10-4 Chasse à l'homme
Lorsque le silence reprit ses droits, une troisième pièce, plongée dans la pénombre, s'offrait à leurs yeux. D’emblée, Sonia sentit quelque chose d’étrange. La salle, plus vaste que la précédente était dans un état de déréliction avancée. Au centre se dressait les restes d’un portail de téléportation brisé en deux, dont la moitié gauche se tenait encore debout et la partie droite gisait en morceaux sur le sol. Des fatras de tessons, de statuettes brisées et de gravats jonchaient le sol. Le long du mur gauche, quelques jarres et poteries en argile avaient été préservées de la destruction tandis que des éboulis comblaient toute la partie droite de la pièce, une moitié du plafond s’étant effondrée à cet endroit. Un filet d’eau s’écoulait le long du remblai et formait une petite rivière qui glougloutait à travers la salle.
« Quel bordel… » murmura Henry.
Ils arpentèrent la pièce pendant quelques minutes sans trouver aucun indice ou objet digne d’intérêt. La console d’activation du portail était encore intacte, mais elle n’était plus d’aucune utilité.
« Qu’est-ce que c’est que ce jeu qui te donne accès à plein d’endroits totalement inutiles ? marmonna Sandra.
— Des fausses pistes ? risqua Sonia.
— Peut-être que ça fait partie du décor, suggéra Joe. La super civilisation disparue… »

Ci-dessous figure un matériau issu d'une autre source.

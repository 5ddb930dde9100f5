use std::path::{Path, PathBuf};

use common::ExtensionSet;
use walkdir::WalkDir;

/// Files bound for one generated playlist.
#[derive(Clone, Debug, PartialEq, Eq)]
pub struct PlaylistGroup {
    pub name: String,
    pub tracks: Vec<PathBuf>,
}

/// Every accepted audio file below `root`, at any depth, sorted.
pub fn audio_files_recursive(root: &Path, extensions: &ExtensionSet) -> Vec<PathBuf> {
    let mut files: Vec<PathBuf> = files_recursive(root)
        .into_iter()
        .filter(|path| extensions.matches(path))
        .collect();
    files.sort();
    files
}

pub fn files_recursive(root: &Path) -> Vec<PathBuf> {
    let mut files = Vec::new();
    for entry in WalkDir::new(root)
        .follow_links(false)
        .min_depth(1)
        .into_iter()
        .filter_map(Result::ok)
    {
        let path = entry.path();
        if path.is_file() {
            files.push(path.to_path_buf());
        }
    }
    files.sort();
    files
}

pub fn immediate_files(dir: &Path) -> Vec<PathBuf> {
    let mut files = Vec::new();
    for entry in WalkDir::new(dir)
        .follow_links(false)
        .min_depth(1)
        .max_depth(1)
        .into_iter()
        .filter_map(Result::ok)
    {
        let path = entry.path();
        if path.is_file() {
            files.push(path.to_path_buf());
        }
    }
    files.sort();
    files
}

pub fn immediate_subdirs(dir: &Path) -> Vec<PathBuf> {
    let mut dirs = Vec::new();
    for entry in WalkDir::new(dir)
        .follow_links(false)
        .min_depth(1)
        .max_depth(1)
        .into_iter()
        .filter_map(Result::ok)
    {
        if entry.file_type().is_dir() {
            dirs.push(entry.path().to_path_buf());
        }
    }
    dirs.sort();
    dirs
}

/// `root` followed by all of its subdirectories in depth-first lexical order.
pub fn directory_tree(root: &Path) -> Vec<PathBuf> {
    let mut dirs: Vec<PathBuf> = WalkDir::new(root)
        .follow_links(false)
        .min_depth(1)
        .into_iter()
        .filter_map(Result::ok)
        .filter(|entry| entry.file_type().is_dir())
        .map(|entry| entry.path().to_path_buf())
        .collect();
    dirs.sort();
    dirs.insert(0, root.to_path_buf());
    dirs
}

/// Groups under a playlist root: loose files in the root form a group named
/// after the root, each immediate subdirectory forms a group with all files
/// beneath it. Files are not filtered by extension here.
pub fn playlist_groups(root: &Path) -> Vec<PlaylistGroup> {
    let mut groups = Vec::new();

    let root_tracks = immediate_files(root);
    if !root_tracks.is_empty() {
        groups.push(PlaylistGroup {
            name: dir_name(root),
            tracks: root_tracks,
        });
    }

    for subdir in immediate_subdirs(root) {
        let tracks = files_recursive(&subdir);
        if tracks.is_empty() {
            continue;
        }
        groups.push(PlaylistGroup {
            name: dir_name(&subdir),
            tracks,
        });
    }

    groups
}

pub fn dir_name(path: &Path) -> String {
    path.file_name()
        .map(|name| name.to_string_lossy().to_string())
        .unwrap_or_default()
}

« Ou alors, il nous manque une pièce du puzzle... »
Sonia fixait les restes du portail. Que s’était-il passé ici ? Était-ce vraiment l’œuvre du temps ? Ou quelque chose de plus terrible ? Elle secoua la tête. Elle se trouvait dans un jeu, inventé par des hommes, ou une intelligence artificielle. Rien n’était réel, alors pourquoi ressentait-elle cette excitation devant un décor d’archéologie, comme si elle était la première humaine à venir ici depuis des centaines, voire des milliers d’années. Son immersion dans Autremonde était de plus en plus profonde. Elle devait faire un effort conscient pour garder la distance.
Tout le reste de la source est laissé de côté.